Using the fact that $\plims\bar{R}_s=\Pr(R_i=1|\mathbf{s}(i)=1)$ and $\plims\sigma_{\epsilon^d_s}^2=\var{Y_i^d|R_i=d,\mathbf{s}(i)=s}$ proves the result.

A.7.6 Proof of Theorem 16.7

Classical results on OLS with a single dummy variable as regressor imply that

\[\begin{align*} \hat{\alpha}^{PD} & = \frac{1}{\frac{N}{2}}\sum_{s=1}^S\Delta_s^Y \\ & = \frac{2}{N}\sum_{s=1}^S\left(Y_{i\in\mathcal{I}(s)\land D_i=1}-Y_{j\in\mathcal{I}(s)\land D_j=0}\right)\\ & = \frac{2}{N}\sum_{i=1}^N\left(Y_{i}D_i-Y_{i}(1-D_i)\right)\\ & = \frac{1}{\sum_{i=1}^ND_i}\sum_{i=1}^NY_{i}D_i-\frac{1}{\sum_{i=1}^N(1-D_i)}\sum_{i=1}^NY_{i}(1-D_i)\\ & = \Delta^Y_{WW} \end{align*}\]

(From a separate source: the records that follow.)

//! HNSW insertion: layer draw, descent, per-layer beam search, neighbor
//! selection, publish, then back-edges with pruning.
//!
//! A node is published only once its forward links are complete, so a
//! concurrent search never sees a half-built node. Back-edges are added one
//! neighbor at a time under that neighbor's adjacency lock; pruning reselects
//! without candidate extension, so no thread ever holds two adjacency locks.

use crate::error::{IndexError, Result};
use crate::hnsw::graph::{EntryPoint, NeighborSelection, Node};
use crate::hnsw::heap::Neighbor;
use crate::hnsw::index::{HnswIndex, PairScorer, QueryScorer};
use crate::hnsw::search::{greedy_closest, search_layer};
use std::collections::HashSet;
use std::sync::Arc;

impl HnswIndex {
    /// Inserts `vector` under `id`.
    ///
    /// Fails with `DimensionMismatch` or `AlreadyExists` before touching the
    /// graph. May train the codec afterwards once its threshold is reached;
    /// a failed training run is logged and left for the next insert.
    pub fn insert(&self, id: u64, vector: &[f32]) -> Result<()> {
        self.check_dimension(vector)?;
        {
            let _shared = self.gate.read();
            self.insert_locked(id, vector)?;
        }
        self.train_after_write(id);
        Ok(())
    }

    /// Replaces the vector stored under `id`.
    ///
    /// The old node is deleted and the id re-inserted in one exclusive
    /// section, so no reader sees the id missing or holding both vectors.
    pub fn update(&self, id: u64, vector: &[f32]) -> Result<()> {
        self.check_dimension(vector)?;
        {
            let _exclusive = self.gate.write();
            if !self.graph.contains(id) {
                return Err(IndexError::NotFound(id));
            }
            self.delete_locked(id)?;
            self.insert_locked(id, vector)?;
        }
        tracing::debug!(id, "node updated");
        self.train_after_write(id);
        Ok(())
    }

    fn train_after_write(&self, id: u64) {
        if let Err(e) = self.auto_train() {
            tracing::warn!(id, error = %e, "automatic codec training failed");
        }
    }

    fn insert_locked(&self, id: u64, vector: &[f32]) -> Result<()> {
        if self.graph.contains(id) {
            return Err(IndexError::AlreadyExists(id));
        }
        let codebook = self.codebook();
        let codes = codebook.as_ref().map(|cb| cb.encode(vector).into_boxed_slice());
        let keep_vector = codebook.is_none() || self.hnsw().store_raw_vectors;
        let payload = || keep_vector.then(|| vector.to_vec().into_boxed_slice());
        let level = self.levels.next_level();

        let entry = loop {
            match self.graph.entry() {
                Some(entry) => break entry,
                None => {
                    let first = self
                        .graph
                        .publish_first(|| Node::new(id, level, payload(), codes.clone(), Vec::new()))?;
                    if first.is_some() {
                        return self.record_point(id, vector);
                    }
                    // Lost the race for the empty graph; insert normally.
                }
            }
        };

        let scorer = self.query_scorer(vector, codebook.as_deref());
        let pair = self.pair_scorer(codebook.clone());

        let mut ep = Neighbor::new(scorer.score(&*self.node(entry.slot)?)?, entry.slot);
        for layer in (level + 1..=entry.layer).rev() {
            ep = greedy_closest(self, &scorer, ep, layer)?;
        }

        let top = level.min(entry.layer);
        let mut links: Vec<Vec<u32>> = vec![Vec::new(); level + 1];
        let mut entry_points = vec![ep];
        for layer in (0..=top).rev() {
            let found = search_layer(self, &scorer, &entry_points, self.hnsw().ef_construction, layer)?;
            let chosen = self.select_neighbors(&found, self.hnsw().m, layer, &pair, Some(&scorer))?;
            links[layer] = chosen.iter().map(|n| n.slot).collect();
            entry_points = found;
        }

        let forward = links.clone();
        let slot = self
            .graph
            .publish(Node::new(id, level, payload(), codes, links))?;

        for (layer, targets) in forward.iter().enumerate() {
            for &target in targets {
                self.connect(target, slot, layer, &pair)?;
            }
        }

        if level > entry.layer {
            if let Some(current) = self.graph.entry() {
                if current.slot != slot && current.layer > entry.layer {
                    self.link_upper_layers(slot, level, entry.layer, current, &scorer, &pair)?;
                }
            }
            self.graph.promote_entry(slot, level);
        }
        self.record_point(id, vector)
    }

    /// Links `slot` on the layers above `linked` that an entry point promoted
    /// by a concurrent insert now spans.
    fn link_upper_layers(
        &self,
        slot: u32,
        level: usize,
        linked: usize,
        entry: EntryPoint,
        scorer: &QueryScorer<'_>,
        pair: &PairScorer,
    ) -> Result<()> {
        let mut ep = Neighbor::new(scorer.score(&*self.node(entry.slot)?)?, entry.slot);
        for layer in (level + 1..=entry.layer).rev() {
            ep = greedy_closest(self, scorer, ep, layer)?;
        }
        let mut entry_points = vec![ep];
        for layer in (linked + 1..=level.min(entry.layer)).rev() {
            let mut found = search_layer(self, scorer, &entry_points, self.hnsw().ef_construction, layer)?;
            found.retain(|n| n.slot != slot);
            if found.is_empty() {
                continue;
            }
            let chosen = self.select_neighbors(&found, self.hnsw().m, layer, pair, Some(scorer))?;
            for n in chosen.iter().filter(|n| n.slot != slot) {
                self.connect(slot, n.slot, layer, pair)?;
                self.connect(n.slot, slot, layer, pair)?;
            }
            entry_points = found;
        }
        tracing::debug!(slot, level, entry = entry.slot, "linked layers under a raced entry point");
        Ok(())
    }

    fn record_point(&self, id: u64, vector: &[f32]) -> Result<()> {
        if let Some(codec) = &self.codec {
            codec.set(id, vector)?;
        }
        Ok(())
    }

    /// Adds `new_slot` to `target`'s list at `layer`, pruning to the cap.
    fn connect(&self, target: u32, new_slot: u32, layer: usize, pair: &PairScorer) -> Result<()> {
        let target_node = self.node(target)?;
        let cap = self.hnsw().cap(layer);
        let mut links = target_node.links_mut();
        let list = links.get_mut(layer).ok_or_else(|| {
            IndexError::ConcurrencyInvariantViolation(format!(
                "node {} has no layer {layer}",
                target_node.id
            ))
        })?;
        if list.contains(&new_slot) {
            return Ok(());
        }
        list.push(new_slot);
        if list.len() <= cap {
            return Ok(());
        }

        let mut scored = Vec::with_capacity(list.len());
        for &s in list.iter() {
            scored.push(Neighbor::new(pair.between(&target_node, &*self.node(s)?)?, s));
        }
        scored.sort_unstable_by(Neighbor::ascending);
        let kept = self.select_neighbors(&scored, cap, layer, pair, None)?;
        *list = kept.iter().map(|n| n.slot).collect();
        if list.len() > cap {
            tracing::error!(node = target_node.id, layer, len = list.len(), cap, "pruned list over cap");
            return Err(IndexError::ConcurrencyInvariantViolation(format!(
                "node {} holds {} links at layer {layer} after pruning to {cap}",
                target_node.id,
                list.len()
            )));
        }
        Ok(())
    }

    /// Picks up to `limit` neighbors from `candidates` (ascending by distance
    /// to the base) according to the configured policy.
    ///
    /// `extend_with` is the base's query scorer; candidate extension only
    /// happens when it is given, which the pruning path never does.
    pub(crate) fn select_neighbors(
        &self,
        candidates: &[Neighbor],
        limit: usize,
        layer: usize,
        pair: &PairScorer,
        extend_with: Option<&QueryScorer<'_>>,
    ) -> Result<Vec<Neighbor>> {
        match self.hnsw().selection {
            NeighborSelection::Simple => Ok(candidates.iter().take(limit).copied().collect()),
            NeighborSelection::Heuristic {
                extend_candidates,
                keep_pruned,
            } => {
                let mut pool = candidates.to_vec();
                if let (true, Some(scorer)) = (extend_candidates, extend_with) {
                    self.extend_candidates(&mut pool, layer, scorer)?;
                }
                select_heuristic(self, &pool, limit, pair, keep_pruned)
            }
        }
    }

    /// Adds the layer neighbors of every candidate, scored against the base.
    fn extend_candidates(
        &self,
        pool: &mut Vec<Neighbor>,
        layer: usize,
        scorer: &QueryScorer<'_>,
    ) -> Result<()> {
        let mut seen: HashSet<u32> = pool.iter().map(|n| n.slot).collect();
        let originals: Vec<u32> = pool.iter().map(|n| n.slot).collect();
        for slot in originals {
            for nb in self.node(slot)?.neighbors(layer) {
                if seen.insert(nb) {
                    let d = scorer.score(&*self.node(nb)?)?;
                    pool.push(Neighbor::new(d, nb));
                }
            }
        }
        pool.sort_unstable_by(Neighbor::ascending);
        Ok(())
    }
}

/// Admits a candidate only if it is closer to the base than to every
/// neighbor already admitted. Rejected candidates pad the result when
/// `keep_pruned` is set. Never returns more than `limit`.
fn select_heuristic(
    index: &HnswIndex,
    pool: &[Neighbor],
    limit: usize,
    pair: &PairScorer,
    keep_pruned: bool,
) -> Result<Vec<Neighbor>> {
    let mut admitted: Vec<(Neighbor, Arc<Node>)> = Vec::with_capacity(limit);
    let mut pruned: Vec<Neighbor> = Vec::new();
    for &cand in pool {
        if admitted.len() >= limit {
            break;
        }
        let node = index.node(cand.slot)?;
        let mut keep = true;
        for (_, other) in &admitted {
            if pair.between(&node, other)? < cand.distance {
                keep = false;
                break;
            }
        }
        if keep {
            admitted.push((cand, node));
        } else {
            pruned.push(cand);
        }
    }

    let mut selected: Vec<Neighbor> = admitted.into_iter().map(|(n, _)| n).collect();
    if keep_pruned {
        let room = limit.saturating_sub(selected.len());
        selected.extend(pruned.into_iter().take(room));
        selected.sort_unstable_by(Neighbor::ascending);
    }
    Ok(selected)
}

As a consequence, using Lemma A.1 proves unbiasedness of the pairwise difference estimator. Consistency follows from the Law of Large Numbers. Direct application of Theorems 16.1 and 16.3 with $\bar{R}_s=\frac{1}{2}$, $\forall s$ prove that the pairwise difference estimator is also identical to the strata fixed effects and fully saturated estimators. This completes the proof.